From the entries below, return only the lines starting at the one that contains "let rx = Arc::clone(&self.rx);" and ending at the one that contains "let ctx = Arc::clone(&self.ctx);", exactly as they stand.

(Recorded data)
<<<<

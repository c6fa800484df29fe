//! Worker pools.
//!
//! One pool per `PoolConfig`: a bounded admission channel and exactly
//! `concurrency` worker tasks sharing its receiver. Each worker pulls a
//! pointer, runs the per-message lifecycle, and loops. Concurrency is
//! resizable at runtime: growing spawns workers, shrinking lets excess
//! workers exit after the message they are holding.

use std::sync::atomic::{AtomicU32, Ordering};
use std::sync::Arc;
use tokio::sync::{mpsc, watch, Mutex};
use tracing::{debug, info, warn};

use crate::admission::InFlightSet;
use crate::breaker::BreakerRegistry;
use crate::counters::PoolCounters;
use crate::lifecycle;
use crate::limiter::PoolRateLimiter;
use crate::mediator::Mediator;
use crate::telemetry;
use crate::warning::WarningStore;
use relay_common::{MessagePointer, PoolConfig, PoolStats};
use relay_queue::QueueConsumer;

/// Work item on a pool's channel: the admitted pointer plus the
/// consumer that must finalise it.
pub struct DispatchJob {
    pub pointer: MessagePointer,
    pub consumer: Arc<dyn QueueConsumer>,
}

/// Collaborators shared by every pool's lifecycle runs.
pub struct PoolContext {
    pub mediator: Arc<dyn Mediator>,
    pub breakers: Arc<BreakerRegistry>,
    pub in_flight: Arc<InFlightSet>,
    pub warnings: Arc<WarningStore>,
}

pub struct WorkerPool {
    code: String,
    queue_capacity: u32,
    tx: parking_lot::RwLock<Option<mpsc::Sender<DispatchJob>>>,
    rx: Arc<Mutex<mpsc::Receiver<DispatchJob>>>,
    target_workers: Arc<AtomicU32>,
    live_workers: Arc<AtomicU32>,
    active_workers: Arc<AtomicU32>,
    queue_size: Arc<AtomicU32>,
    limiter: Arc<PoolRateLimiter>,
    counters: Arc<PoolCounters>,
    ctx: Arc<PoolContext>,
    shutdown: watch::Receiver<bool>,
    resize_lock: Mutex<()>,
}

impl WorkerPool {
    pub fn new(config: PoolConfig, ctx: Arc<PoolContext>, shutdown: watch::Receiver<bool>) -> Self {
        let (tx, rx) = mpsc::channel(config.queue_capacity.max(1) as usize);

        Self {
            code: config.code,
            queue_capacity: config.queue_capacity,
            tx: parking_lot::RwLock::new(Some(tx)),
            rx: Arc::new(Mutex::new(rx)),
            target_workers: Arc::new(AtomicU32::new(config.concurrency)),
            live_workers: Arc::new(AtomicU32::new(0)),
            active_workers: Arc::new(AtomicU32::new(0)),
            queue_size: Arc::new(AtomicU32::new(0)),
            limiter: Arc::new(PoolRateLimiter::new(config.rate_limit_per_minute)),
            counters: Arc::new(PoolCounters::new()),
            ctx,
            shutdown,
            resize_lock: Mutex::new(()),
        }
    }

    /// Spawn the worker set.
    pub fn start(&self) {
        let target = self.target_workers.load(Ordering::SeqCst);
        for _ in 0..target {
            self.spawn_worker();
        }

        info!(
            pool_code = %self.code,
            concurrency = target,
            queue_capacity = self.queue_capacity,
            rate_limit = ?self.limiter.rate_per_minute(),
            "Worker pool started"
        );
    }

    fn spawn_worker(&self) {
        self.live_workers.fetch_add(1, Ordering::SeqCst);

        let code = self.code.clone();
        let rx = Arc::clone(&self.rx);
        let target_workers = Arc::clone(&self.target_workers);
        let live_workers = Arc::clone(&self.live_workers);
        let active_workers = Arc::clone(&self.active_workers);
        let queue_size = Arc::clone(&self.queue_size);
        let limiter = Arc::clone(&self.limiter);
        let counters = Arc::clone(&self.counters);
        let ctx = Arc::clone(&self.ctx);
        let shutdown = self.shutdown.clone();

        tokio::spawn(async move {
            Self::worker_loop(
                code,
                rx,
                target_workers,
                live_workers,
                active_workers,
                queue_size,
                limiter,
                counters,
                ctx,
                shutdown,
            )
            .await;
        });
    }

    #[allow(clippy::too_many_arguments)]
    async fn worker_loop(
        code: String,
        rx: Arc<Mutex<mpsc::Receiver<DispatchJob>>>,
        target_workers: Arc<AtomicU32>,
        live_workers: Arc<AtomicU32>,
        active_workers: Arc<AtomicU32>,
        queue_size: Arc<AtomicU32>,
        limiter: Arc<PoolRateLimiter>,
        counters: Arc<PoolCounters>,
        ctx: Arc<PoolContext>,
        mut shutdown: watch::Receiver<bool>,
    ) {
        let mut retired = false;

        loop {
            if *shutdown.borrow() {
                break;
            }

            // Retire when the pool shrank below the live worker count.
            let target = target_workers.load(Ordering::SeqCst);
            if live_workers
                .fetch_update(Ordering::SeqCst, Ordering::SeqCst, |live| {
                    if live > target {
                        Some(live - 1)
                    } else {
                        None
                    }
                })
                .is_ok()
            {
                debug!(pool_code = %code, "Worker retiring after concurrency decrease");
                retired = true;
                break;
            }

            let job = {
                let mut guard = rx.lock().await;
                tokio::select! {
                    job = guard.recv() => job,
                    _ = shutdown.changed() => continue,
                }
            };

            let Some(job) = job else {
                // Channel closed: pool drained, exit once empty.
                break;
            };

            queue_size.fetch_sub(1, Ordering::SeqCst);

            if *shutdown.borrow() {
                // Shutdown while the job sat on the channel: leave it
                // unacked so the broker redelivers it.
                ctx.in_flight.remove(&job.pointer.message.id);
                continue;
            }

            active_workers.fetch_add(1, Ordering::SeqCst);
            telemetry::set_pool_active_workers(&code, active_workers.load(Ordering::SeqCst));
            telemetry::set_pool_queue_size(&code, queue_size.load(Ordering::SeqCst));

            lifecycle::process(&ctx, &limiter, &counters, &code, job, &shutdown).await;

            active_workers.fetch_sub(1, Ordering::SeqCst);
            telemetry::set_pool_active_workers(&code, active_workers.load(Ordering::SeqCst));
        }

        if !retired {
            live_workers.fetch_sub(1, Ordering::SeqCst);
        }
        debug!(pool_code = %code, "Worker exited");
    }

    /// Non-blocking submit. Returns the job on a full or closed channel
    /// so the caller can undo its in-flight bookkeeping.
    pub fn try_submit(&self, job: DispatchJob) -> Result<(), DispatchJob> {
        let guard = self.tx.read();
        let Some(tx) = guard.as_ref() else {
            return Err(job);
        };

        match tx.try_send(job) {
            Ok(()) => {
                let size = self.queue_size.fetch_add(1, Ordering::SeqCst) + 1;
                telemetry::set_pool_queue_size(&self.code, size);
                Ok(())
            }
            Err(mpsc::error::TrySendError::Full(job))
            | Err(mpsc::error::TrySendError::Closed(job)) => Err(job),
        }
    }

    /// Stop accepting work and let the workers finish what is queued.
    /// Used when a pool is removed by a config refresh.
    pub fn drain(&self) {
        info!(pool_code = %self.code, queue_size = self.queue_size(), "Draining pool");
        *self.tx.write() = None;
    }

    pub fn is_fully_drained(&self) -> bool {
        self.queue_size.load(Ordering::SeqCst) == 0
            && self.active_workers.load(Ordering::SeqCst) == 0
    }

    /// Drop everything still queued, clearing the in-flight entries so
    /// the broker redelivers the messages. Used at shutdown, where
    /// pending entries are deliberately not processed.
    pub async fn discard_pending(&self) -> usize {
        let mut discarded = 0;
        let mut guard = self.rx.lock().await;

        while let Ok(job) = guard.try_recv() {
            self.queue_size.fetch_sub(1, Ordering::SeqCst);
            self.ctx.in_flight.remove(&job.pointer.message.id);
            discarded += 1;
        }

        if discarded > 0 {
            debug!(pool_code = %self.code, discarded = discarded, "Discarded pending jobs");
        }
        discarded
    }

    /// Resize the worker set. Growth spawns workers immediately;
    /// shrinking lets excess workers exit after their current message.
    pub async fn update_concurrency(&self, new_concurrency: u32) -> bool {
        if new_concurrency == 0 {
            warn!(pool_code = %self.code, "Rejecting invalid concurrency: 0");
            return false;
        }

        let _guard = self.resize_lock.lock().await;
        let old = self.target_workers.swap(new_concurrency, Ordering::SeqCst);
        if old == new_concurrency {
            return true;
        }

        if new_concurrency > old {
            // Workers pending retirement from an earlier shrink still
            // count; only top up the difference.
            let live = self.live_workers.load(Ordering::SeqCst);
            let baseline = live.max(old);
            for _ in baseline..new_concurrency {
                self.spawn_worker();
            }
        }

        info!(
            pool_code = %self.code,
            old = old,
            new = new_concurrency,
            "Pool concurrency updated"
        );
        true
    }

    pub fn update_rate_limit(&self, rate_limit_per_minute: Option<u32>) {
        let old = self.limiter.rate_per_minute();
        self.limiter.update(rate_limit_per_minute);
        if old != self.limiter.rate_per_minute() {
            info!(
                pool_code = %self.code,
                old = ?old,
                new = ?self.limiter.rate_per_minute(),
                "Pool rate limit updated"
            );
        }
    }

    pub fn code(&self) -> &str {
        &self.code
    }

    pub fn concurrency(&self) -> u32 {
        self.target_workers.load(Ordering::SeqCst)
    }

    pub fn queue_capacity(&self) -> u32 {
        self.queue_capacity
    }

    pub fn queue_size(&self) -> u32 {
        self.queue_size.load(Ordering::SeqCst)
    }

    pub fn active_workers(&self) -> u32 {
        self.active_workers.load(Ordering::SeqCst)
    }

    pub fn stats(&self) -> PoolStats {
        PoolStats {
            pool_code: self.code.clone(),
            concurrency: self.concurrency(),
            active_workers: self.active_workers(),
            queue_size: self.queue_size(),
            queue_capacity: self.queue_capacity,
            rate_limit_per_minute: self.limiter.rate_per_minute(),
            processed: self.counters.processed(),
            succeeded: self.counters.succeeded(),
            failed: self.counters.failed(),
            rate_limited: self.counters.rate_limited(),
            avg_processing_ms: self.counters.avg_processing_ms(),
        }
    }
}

>>>>

§ **Answer section**:
        let rx = Arc::clone(&self.rx);
        let target_workers = Arc::clone(&self.target_workers);
        let live_workers = Arc::clone(&self.live_workers);
        let active_workers = Arc::clone(&self.active_workers);
        let queue_size = Arc::clone(&self.queue_size);
        let limiter = Arc::clone(&self.limiter);
        let counters = Arc::clone(&self.counters);
        let ctx = Arc::clone(&self.ctx);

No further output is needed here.